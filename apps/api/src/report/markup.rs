use crate::report::columns::column_spec;

pub const PREAMBLE: &str = r"\documentclass[10pt]{article}
\usepackage[T1]{fontenc}
\usepackage[margin=0.75in]{geometry}
\usepackage[table]{xcolor}
\usepackage{array}
\definecolor{groupband}{HTML}{1F3A5F}
\definecolor{sectionband}{HTML}{D9E2EC}
\definecolor{headerrow}{HTML}{F2F4F7}
\setlength{\parindent}{0pt}
\setlength{\parskip}{0pt}
\begin{document}
";

pub const TERMINATOR: &str = "\\end{document}\n";

/// One `tabular` block. `rows` are complete rows without their trailing `\\`.
/// Every block closes with a rule; `top_rule` opens one too.
pub fn table_block(ratios: &[f64], table_fraction: f64, rows: &[String], top_rule: bool) -> String {
    let mut out = format!(
        "\\noindent\\begin{{tabular}}{{{}}}\n",
        column_spec(ratios, table_fraction)
    );
    if top_rule {
        out.push_str("\\hline\n");
    }
    for row in rows {
        out.push_str(row);
        out.push_str(" \\\\\n\\hline\n");
    }
    out.push_str("\\end{tabular}\\par\n");
    out
}

/// Full-width band holding an already-escaped title.
pub fn band(title: &str, color: &str, white_text: bool, table_fraction: f64, top_rule: bool) -> String {
    let text = if white_text {
        format!("\\textcolor{{white}}{{\\textbf{{{title}}}}}")
    } else {
        format!("\\textbf{{{title}}}")
    };
    table_block(
        &[1.0],
        table_fraction,
        &[format!("\\rowcolor{{{color}}}{text}")],
        top_rule,
    )
}

/// `\multicolumn` cell spanning `span` columns. The leftmost span carries the
/// outer rule.
pub fn multicolumn(span: usize, first: bool, content: &str) -> String {
    let align = if first { "|c|" } else { "c|" };
    format!("\\multicolumn{{{span}}}{{{align}}}{{{content}}}")
}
######
Say, as a single number and nothing more, how many lines of the entries contain the word "bool".

3